**Supplied entries:**

#####

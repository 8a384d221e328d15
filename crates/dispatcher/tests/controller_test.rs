use std::sync::Arc;
use std::time::Duration;

use courier_core::{
    AbandonPolicy, Channel, DispatcherConfig, DrawSource, FleetConfig, Package, PickupBox,
    PipelineMetrics, ShutdownSignal,
};
use courier_dispatcher::{CarDispatcher, DispatchReport, DispatcherQueues, DrawFactory};
use courier_infrastructure::BlockingQueue;
use courier_testing_utils::{box_of, package_batch, wait_for, ScriptedDraws};

struct Harness {
    boxes: Arc<BlockingQueue<PickupBox>>,
    packages: Arc<BlockingQueue<Package>>,
    successful: Arc<BlockingQueue<Package>>,
    failed: Arc<BlockingQueue<Package>>,
    metrics: Arc<PipelineMetrics>,
    signal: ShutdownSignal,
}

impl Harness {
    fn new() -> Self {
        Self {
            boxes: Arc::new(BlockingQueue::unbounded("boxes")),
            packages: Arc::new(BlockingQueue::unbounded("packages")),
            successful: Arc::new(BlockingQueue::unbounded("successful")),
            failed: Arc::new(BlockingQueue::unbounded("failed")),
            metrics: Arc::new(PipelineMetrics::new()),
            signal: ShutdownSignal::new(),
        }
    }

    fn dispatcher(&self, fleet: FleetConfig, abandon_policy: AbandonPolicy) -> CarDispatcher {
        let queues = DispatcherQueues {
            boxes: self.boxes.clone(),
            packages: self.packages.clone(),
            successful: self.successful.clone(),
            failed: self.failed.clone(),
        };
        let config = DispatcherConfig {
            poll_interval_ms: 1,
            abandon_policy,
        };

        CarDispatcher::new(
            queues,
            &fleet,
            &config,
            Duration::from_millis(20),
            self.metrics.clone(),
        )
    }

    fn start(&self, dispatcher: CarDispatcher) -> tokio::task::JoinHandle<DispatchReport> {
        let listener = self.signal.listener();
        tokio::spawn(async move { dispatcher.run_until_shutdown(listener).await.unwrap() })
    }

    async fn stop(&self, handle: tokio::task::JoinHandle<DispatchReport>) -> DispatchReport {
        self.signal.shutdown();
        handle.await.unwrap()
    }
}

fn fleet(workers: i32, transit_delay_ms: u64) -> FleetConfig {
    FleetConfig {
        workers,
        transit_delay_ms,
        ..FleetConfig::default()
    }
}

fn scripted(draws: ScriptedDraws) -> DrawFactory {
    Arc::new(move |_: usize| Box::new(draws.clone()) as Box<dyn DrawSource>)
}

#[tokio::test]
async fn test_routes_outcome_to_sinks() {
    let harness = Harness::new();
    let packages = package_batch(3);
    let ids: Vec<_> = packages.iter().map(|p| p.id).collect();
    harness.boxes.try_push(box_of(packages)).unwrap();

    let dispatcher = harness
        .dispatcher(fleet(1, 0), AbandonPolicy::Requeue)
        .with_draws(scripted(ScriptedDraws::new([0.5, 0.985, 0.995])));
    let handle = harness.start(dispatcher);

    assert!(
        wait_for(Duration::from_secs(2), || {
            harness.successful.len() == 1
                && harness.failed.len() == 1
                && harness.packages.len() == 1
        })
        .await
    );
    let report = harness.stop(handle).await;

    assert_eq!(harness.successful.try_pop().unwrap().id, ids[0]);
    assert_eq!(harness.failed.try_pop().unwrap().id, ids[1]);
    // 重新投递的包裹保持原有标识
    assert_eq!(harness.packages.try_pop().unwrap().id, ids[2]);

    assert_eq!(report.boxes_dispatched, 1);
    assert_eq!(report.outcomes_routed, 1);
    assert_eq!(report.abandoned, 0);

    let counters = harness.metrics.counters();
    assert_eq!(counters.boxes_delivered, 1);
    assert_eq!(counters.packages_delivered, 1);
    assert_eq!(counters.packages_incorrect, 1);
    assert_eq!(counters.packages_redelivered, 1);
}

#[tokio::test]
async fn test_fleet_delivers_all_boxes() {
    let harness = Harness::new();
    for _ in 0..8 {
        harness.boxes.try_push(box_of(package_batch(4))).unwrap();
    }

    let dispatcher = harness
        .dispatcher(fleet(4, 0), AbandonPolicy::Requeue)
        .with_draws(scripted(ScriptedDraws::constant(0.0)));
    let handle = harness.start(dispatcher);

    assert!(wait_for(Duration::from_secs(5), || harness.successful.len() == 32).await);
    let report = harness.stop(handle).await;

    assert_eq!(report.boxes_dispatched, 8);
    assert_eq!(report.outcomes_routed, 8);
    assert!(harness.boxes.is_empty());
    assert!(harness.packages.is_empty());
    assert!(harness.failed.is_empty());
}

#[tokio::test]
async fn test_shutdown_requeues_in_flight_packages() {
    let harness = Harness::new();
    let packages = package_batch(3);
    let mut ids: Vec<_> = packages.iter().map(|p| p.id).collect();
    harness.boxes.try_push(box_of(packages)).unwrap();

    let dispatcher = harness
        .dispatcher(fleet(1, 60_000), AbandonPolicy::Requeue)
        .with_draws(scripted(ScriptedDraws::constant(0.0)));
    let handle = harness.start(dispatcher);

    assert!(wait_for(Duration::from_secs(2), || harness.boxes.is_empty()).await);
    tokio::time::sleep(Duration::from_millis(20)).await;
    let report = harness.stop(handle).await;

    assert_eq!(report.requeued_on_shutdown, 3);
    assert_eq!(report.abandoned, 0);
    assert!(harness.successful.is_empty());

    let mut requeued: Vec<_> = harness.packages.drain().into_iter().map(|p| p.id).collect();
    requeued.sort();
    ids.sort();
    assert_eq!(requeued, ids);
}

#[tokio::test]
async fn test_shutdown_drops_in_flight_packages_under_drop_policy() {
    let harness = Harness::new();
    harness.boxes.try_push(box_of(package_batch(3))).unwrap();

    let dispatcher = harness
        .dispatcher(fleet(1, 60_000), AbandonPolicy::Drop)
        .with_draws(scripted(ScriptedDraws::constant(0.0)));
    let handle = harness.start(dispatcher);

    assert!(wait_for(Duration::from_secs(2), || harness.boxes.is_empty()).await);
    tokio::time::sleep(Duration::from_millis(20)).await;
    let report = harness.stop(handle).await;

    assert_eq!(report.abandoned, 3);
    assert!(harness.packages.is_empty());
    assert_eq!(harness.metrics.counters().packages_abandoned, 3);
}

#[tokio::test]
async fn test_full_fleet_queue_keeps_box_for_next_round() {
    let harness = Harness::new();
    for _ in 0..4 {
        harness.boxes.try_push(box_of(package_batch(2))).unwrap();
    }

    let config = FleetConfig {
        internal_queue_capacity: 1,
        ..fleet(1, 60_000)
    };
    let dispatcher = harness
        .dispatcher(config, AbandonPolicy::Requeue)
        .with_draws(scripted(ScriptedDraws::constant(0.0)));
    let handle = harness.start(dispatcher);

    // 一箱在车上，一箱在车队队列，一箱由调度器暂存
    assert!(wait_for(Duration::from_secs(2), || harness.boxes.len() == 1).await);
    tokio::time::sleep(Duration::from_millis(100)).await;
    assert_eq!(harness.boxes.len(), 1);

    let report = harness.stop(handle).await;

    assert_eq!(report.boxes_dispatched, 2);
    assert_eq!(report.requeued_on_shutdown, 6);
    assert_eq!(harness.packages.len(), 6);
    assert_eq!(harness.boxes.len(), 1);
}

#[tokio::test]
async fn test_idle_dispatcher_stops_cleanly() {
    let harness = Harness::new();
    let handle = harness.start(harness.dispatcher(fleet(2, 0), AbandonPolicy::Requeue));

    tokio::time::sleep(Duration::from_millis(20)).await;
    let report = harness.stop(handle).await;

    assert_eq!(report, DispatchReport::default());
}

#[tokio::test]
async fn test_full_package_queue_does_not_stall_dispatch() {
    let harness = Harness {
        packages: Arc::new(BlockingQueue::new("packages", Some(1))),
        ..Harness::new()
    };
    harness.packages.try_push(package_batch(1).remove(0)).unwrap();
    for _ in 0..6 {
        harness.boxes.try_push(box_of(package_batch(2))).unwrap();
    }

    // 每辆车第一次抽取就故障，所有包裹都要重新投递
    let dispatcher = harness
        .dispatcher(fleet(2, 0), AbandonPolicy::Requeue)
        .with_draws(scripted(ScriptedDraws::constant(0.999)));
    let handle = harness.start(dispatcher);

    assert!(
        wait_for(Duration::from_secs(2), || {
            harness.metrics.counters().boxes_delivered == 6
        })
        .await
    );
    assert!(harness.boxes.is_empty());
    assert_eq!(harness.packages.len(), 1);

    // 腾出空位后积压的包裹继续入队
    harness.packages.try_pop().unwrap();
    assert!(wait_for(Duration::from_secs(2), || harness.packages.len() == 1).await);

    let report = harness.stop(handle).await;
    assert_eq!(report.boxes_dispatched, 6);
    assert_eq!(report.outcomes_routed, 6);
    assert_eq!(report.requeued_on_shutdown, 0);
    assert_eq!(report.abandoned, 11);
    assert_eq!(harness.metrics.counters().packages_redelivered, 12);
    assert_eq!(harness.metrics.counters().packages_abandoned, 11);
}

#[tokio::test]
async fn test_shutdown_counts_settled_in_flight_packages() {
    let harness = Harness::new();
    harness.boxes.try_push(box_of(package_batch(3))).unwrap();

    // 第一个包裹地址错误不需要运输，第二个包裹在运输途中被中止
    let dispatcher = harness
        .dispatcher(fleet(1, 60_000), AbandonPolicy::Requeue)
        .with_draws(scripted(ScriptedDraws::new([0.985, 0.5])));
    let handle = harness.start(dispatcher);

    assert!(wait_for(Duration::from_secs(2), || harness.boxes.is_empty()).await);
    tokio::time::sleep(Duration::from_millis(20)).await;
    let report = harness.stop(handle).await;

    assert_eq!(report.requeued_on_shutdown, 2);
    assert_eq!(harness.failed.len(), 1);
    assert_eq!(harness.packages.len(), 2);

    let counters = harness.metrics.counters();
    assert_eq!(counters.packages_incorrect, 1);
    assert_eq!(counters.packages_delivered, 0);
    assert_eq!(counters.boxes_delivered, 0);
}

#####

Copy all lines from the data that hold the word "PipelineMetrics".

    PipelineMetrics, ShutdownSignal,
    metrics: Arc<PipelineMetrics>,
            metrics: Arc::new(PipelineMetrics::new()),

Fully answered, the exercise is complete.